On Fri, Aug 08, 2008 at 04:10:42PM -0700, Wolfgang Walter wrote:
> By the way, if padlock is used from userspace, could this be aproblem, too? I
> mean not via the kernel crypto layer but directly. I think these extensions
> are not restricted to a privileged user.

No. Userspace will not have any such issue. Kernel is special, as it
has to preserve the user-space context and also use these instructions
for its own kernel purpose.

It is ok to get a spurious DNA from userland.

thanks,
suresh

2008-08-09 00:39:04

by Herbert Xu

[permalink] [raw]
Subject: Re: Kernel oops with 2.6.26, padlock and ipsec: probably problem with fpu state changes

On Fri, Aug 08, 2008 at 04:11:21PM -0700, Suresh Siddha wrote:
>
> As I can't test, can you please test this and Ack.

Someone please test this with tcrypt mode=200 with and without
the patch.

If there is a significant degradation I suggest that we back out
the FPU changes. Making your competitor's processor go slow is
not a nice thing to do, especially when you've just released a
processor in the same space.

If the degradation is small then I'll push it to Linus.

Thanks,
--
Visit Openswan at http://www.openswan.org/
Email: Herbert Xu ~{PmV>HI~} <[email protected]>
Home Page: http://gondor.apana.org.au/~herbert/
PGP Key: http://gondor.apana.org.au/~herbert/pubkey.txt

2008-08-09 01:24:28

by Herbert Xu

[permalink] [raw]
Subject: Re: Kernel oops with 2.6.26, padlock and ipsec: probably problem with fpu state changes

On Sat, Aug 09, 2008 at 08:38:30AM +0800, Herbert Xu wrote:
>
> If there is a significant degradation I suggest that we back out
> the FPU changes. Making your competitor's processor go slow is
> not a nice thing to do, especially when you've just released a
> processor in the same space.
>
> If the degradation is small then I'll push it to Linus.

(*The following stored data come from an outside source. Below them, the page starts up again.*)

impl RepoSettings {
    /// The subset of `self` that differs from `observed`.
    ///
    /// Fields unset in `self` are never part of the result.
    #[must_use]
    pub fn changes_from(&self, observed: &Self) -> Self {
        fn changed<T: Clone + PartialEq>(desired: &Option<T>, observed: &Option<T>) -> Option<T> {
            match desired {
                Some(value) if observed.as_ref() != Some(value) => Some(value.clone()),
                _ => None,
            }
        }

        Self {
            default_branch: changed(&self.default_branch, &observed.default_branch),
            has_issues: changed(&self.has_issues, &observed.has_issues),
            external_tracker: changed(&self.external_tracker, &observed.external_tracker),
            has_wiki: changed(&self.has_wiki, &observed.has_wiki),
            has_pull_requests: changed(&self.has_pull_requests, &observed.has_pull_requests),
            has_projects: changed(&self.has_projects, &observed.has_projects),
            has_releases: changed(&self.has_releases, &observed.has_releases),
            has_packages: changed(&self.has_packages, &observed.has_packages),
            has_actions: changed(&self.has_actions, &observed.has_actions),
            ignore_whitespace_conflicts: changed(
                &self.ignore_whitespace_conflicts,
                &observed.ignore_whitespace_conflicts,
            ),
            allow_merge_commits: changed(&self.allow_merge_commits, &observed.allow_merge_commits),
            allow_rebase: changed(&self.allow_rebase, &observed.allow_rebase),
            allow_rebase_explicit: changed(
                &self.allow_rebase_explicit,
                &observed.allow_rebase_explicit,
            ),
            allow_squash_merge: changed(&self.allow_squash_merge, &observed.allow_squash_merge),
            default_delete_branch_after_merge: changed(
                &self.default_delete_branch_after_merge,
                &observed.default_delete_branch_after_merge,
            ),
            default_merge_style: changed(&self.default_merge_style, &observed.default_merge_style),
            default_allow_maintainer_edit: changed(
                &self.default_allow_maintainer_edit,
                &observed.default_allow_maintainer_edit,
            ),
        }
    }

    /// Check if no field is set.
    #[must_use]
    pub fn is_empty(&self) -> bool {
        *self == Self::default()
    }
}

impl Document for RepoSettings {
    const KIND: ResourceKind = ResourceKind::RepoSettings;

    fn items(&self) -> Vec<ResourceItem> {
        vec![ResourceItem::RepoSettings(self.clone())]
    }
}

// === Topics ===

/// Local topics file.
#[derive(Debug, Clone, Default, PartialEq, Eq, Serialize, Deserialize)]
pub struct TopicsConfig {
    #[serde(default, deserialize_with = "null_as_default")]
    pub topics: Vec<String>,
}

impl Document for TopicsConfig {
    const KIND: ResourceKind = ResourceKind::Topics;

    fn items(&self) -> Vec<ResourceItem> {
        self.topics.iter().cloned().map(ResourceItem::Topic).collect()
    }
}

Actually the patch is totally unacceptable as it is. Disabling
preemption around padlock crypto operations is going to make the
latency for RT go through the roof. Please find a solution that
doesn't involve that or just back out the FPU changes.

Cheers,
--
Visit Openswan at http://www.openswan.org/
Email: Herbert Xu ~{PmV>HI~} <[email protected]>
Home Page: http://gondor.apana.org.au/~herbert/
PGP Key: http://gondor.apana.org.au/~herbert/pubkey.txt

2008-08-09 01:28:57

by Wolfgang Walter

[permalink] [raw]
Subject: Re: Kernel oops with 2.6.26, padlock and ipsec: probably problem with fpu state changes

On Saturday 09 August 2008, Suresh Siddha wrote:
> Walter, Viro,
>
> As I can't test, can you please test this and Ack.
>
> thanks,
> suresh


* AES-CBC

Seems to work here: running since 73 minutes my test which usually crashes the
machine after 1-2 minutes :-).

Enclosing the whole encryption/decryption is a good idea, by the way. With my
modification I observed a large latency (up to 500ms) for some packets over
the esp-tunnel (every 5 to 10 seconds there were some of them). This is not
the case with your patch.

I did some simple performance tests. As far as I can see throughput and
latency (i.e. routing packets as ipsec-gateway) are at least as good as with
2.6.25.13.


* RNG

did several time

dd if=/dev/hwrng bs=1024 count=$((1024*100)) of=/dev/zero

Works fine. Observed no performance degradation compared to 2.6.25.


* Hash-Engine

Can't test that as I don't have an VIA Ester or newer.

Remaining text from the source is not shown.